Exercise objective
Your task is to gather the lines below that hold the string "CStr".

(Dataset entries)
· · · ·
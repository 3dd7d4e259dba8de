pub mod error;
pub mod types;

pub use error::{Error, Result};
pub use types::{ActionScope, KeyCode, KeyCombo, Modifiers};
//! A loaded plugin and the checked invocation adapter around its
//! capability table.

use std::ffi::CStr;
use std::os::raw::{c_int, c_void};
use std::path::{Path, PathBuf};
use std::ptr::NonNull;
use std::sync::Mutex;

use libloading::Library;
use tracing::debug;

use playdeck_abi::{RawDescriptor, SlotId};
use playdeck_common::{ActionScope, KeyCode, KeyCombo};

use crate::descriptor::{decode, CapabilityTable, DescriptorInfo, SlotStatus, SlotStatuses};
use crate::error::{InvokeError, LoadError};
use crate::gate::{CallGate, CallPermit};
use crate::negotiate::HostPolicy;

/// Opaque host-owned scope handle passed into action resolution (for
/// example "main window" vs "playlist"). The plugin borrows it only for
/// the duration of the call.
#[derive(Debug, Clone, Copy)]
pub struct ActionContext(*mut c_void);

impl ActionContext {
    pub fn from_raw(ptr: *mut c_void) -> Self {
        Self(ptr)
    }

    pub fn null() -> Self {
        Self(std::ptr::null_mut())
    }

    pub fn as_ptr(&self) -> *mut c_void {
        self.0
    }
}

/// Opaque handle to a plugin-provided action. Never dereferenced by the
/// host; only passed back to plugin code.
#[derive(Debug, Clone, Copy, PartialEq, Eq)]
pub struct ActionHandle(NonNull<c_void>);

impl ActionHandle {
    pub(crate) fn from_raw(ptr: *mut c_void) -> Option<Self> {
        NonNull::new(ptr).map(Self)
    }

    pub fn as_ptr(&self) -> *mut c_void {
        self.0.as_ptr()
    }
}

/// A validated, version-checked plugin whose capability table is
/// read-only for the rest of its lifetime.
///
/// No thread-safety is promised for the plugin code itself: unless
/// [`LoadedPlugin::is_reentrant`] returns true, callers wanting
/// concurrent invocations must serialize them.
#[derive(Debug)]
pub struct LoadedPlugin {
    info: DescriptorInfo,
    table: CapabilityTable,
    statuses: SlotStatuses,
    gate: CallGate,
    path: Option<PathBuf>,
    // Dropped last among the users of its symbols; `unload` drains the
    // gate before the handle is released.
    module: Mutex<Option<Library>>,
}

impl LoadedPlugin {
    pub(crate) unsafe fn from_parts(
        raw: *const RawDescriptor,
        policy: &HostPolicy,
        module: Option<Library>,
        path: Option<PathBuf>,
    ) -> Result<Self, LoadError> {
        let decoded = unsafe { decode(raw, policy) }?;
        Ok(Self {
            info: decoded.info,
            table: decoded.table,
            statuses: decoded.statuses,
            gate: CallGate::new(),
            path,
            module: Mutex::new(module),
        })
    }

    /// Build a plugin from a descriptor that is not backed by a dynamic
    /// module, e.g. a statically linked capability table.
    ///
    /// # Safety
    ///
    /// `descriptor`, its strings, and every function pointer it carries
    /// must stay valid for the lifetime of the returned plugin.
    pub unsafe fn from_raw(
        descriptor: *const RawDescriptor,
        policy: &HostPolicy,
    ) -> Result<Self, LoadError> {
        unsafe { Self::from_parts(descriptor, policy, None, None) }
    }

    pub fn info(&self) -> &DescriptorInfo {
        &self.info
    }

    pub fn name(&self) -> &str {
        &self.info.name
    }

    pub fn version(&self) -> &str {
        &self.info.version
    }

    pub fn api_level(&self) -> u32 {
        self.info.api_level
    }

    pub fn is_reentrant(&self) -> bool {
        self.info.is_reentrant()
    }

    /// Path the module was loaded from, if it came from disk.
    pub fn path(&self) -> Option<&Path> {
        self.path.as_deref()
    }

    /// Availability of one capability slot, as computed at load time.
    pub fn slot_status(&self, slot: SlotId) -> SlotStatus {
        self.statuses.get(slot)
    }

    /// All slots with their statuses, in schema order.
    pub fn capabilities(&self) -> impl Iterator<Item = (SlotId, SlotStatus)> + '_ {
        SlotId::ALL.into_iter().map(|s| (s, self.statuses.get(s)))
    }

    fn checked(&self, slot: SlotId) -> Result<CallPermit<'_>, InvokeError> {
        let status = self.statuses.get(slot);
        if !status.is_present() {
            return Err(InvokeError::NotSupported { slot, status });
        }
        self.gate.begin()
    }

    /// Ask the plugin for a display name for `key`. `None` means the
    /// plugin has no name for that code.
    pub fn name_for_keycode(&self, key: KeyCode) -> Result<Option<String>, InvokeError> {
        let _permit = self.checked(SlotId::NameForKeycode)?;
        let Some(f) = self.table.name_for_keycode else {
            return Err(InvokeError::NotSupported {
                slot: SlotId::NameForKeycode,
                status: SlotStatus::AbsentByPlugin,
            });
        };
        // Present implies non-null and inside the declared size.
        let ptr = unsafe { f(key.raw()) };
        if ptr.is_null() {
            return Ok(None);
        }
        // Copied out immediately; only valid until the call returns.
        let name = unsafe { CStr::from_ptr(ptr) }.to_string_lossy().into_owned();
        Ok(Some(name))
    }

    /// Tell the plugin that host-side hotkey state was rebuilt.
    /// Fire-and-forget, but presence is still checked first.
    pub fn reset(&self) -> Result<(), InvokeError> {
        let _permit = self.checked(SlotId::Reset)?;
        let Some(f) = self.table.reset else {
            return Err(InvokeError::NotSupported {
                slot: SlotId::Reset,
                status: SlotStatus::AbsentByPlugin,
            });
        };
        unsafe { f() };
        Ok(())
    }

    /// Resolve an action bound to `combo` in `scope`. `None` means no
    /// binding. `ctx` is borrowed by the plugin only for this call.
    pub fn action_for_keycombo(
        &self,
        combo: KeyCombo,
        scope: ActionScope,
        ctx: ActionContext,
    ) -> Result<Option<ActionHandle>, InvokeError> {
        let _permit = self.checked(SlotId::ActionForKeycombo)?;
        let Some(f) = self.table.action_for_keycombo else {
            return Err(InvokeError::NotSupported {
                slot: SlotId::ActionForKeycombo,
                status: SlotStatus::AbsentByPlugin,
            });
        };
        let raw = unsafe {
            f(
                combo.key.raw(),
                combo.mods.bits() as c_int,
                scope.is_global() as c_int,
                ctx.as_ptr(),
            )
        };
        Ok(ActionHandle::from_raw(raw))
    }

    /// Barrier teardown: block new invocations, wait for in-flight ones
    /// to finish, then release the module handle. Idempotent; every
    /// invocation afterwards fails with [`InvokeError::Unloading`].
    pub fn unload(&self) {
        self.gate.drain();
        let mut module = self.module.lock().unwrap_or_else(|e| e.into_inner());
        if let Some(lib) = module.take() {
            debug!(plugin = %self.info.name, "releasing module handle");
            drop(lib);
        }
    }
}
· · · ·
Result
use std::ffi::CStr;
        let name = unsafe { CStr::from_ptr(ptr) }.to_string_lossy().into_owned();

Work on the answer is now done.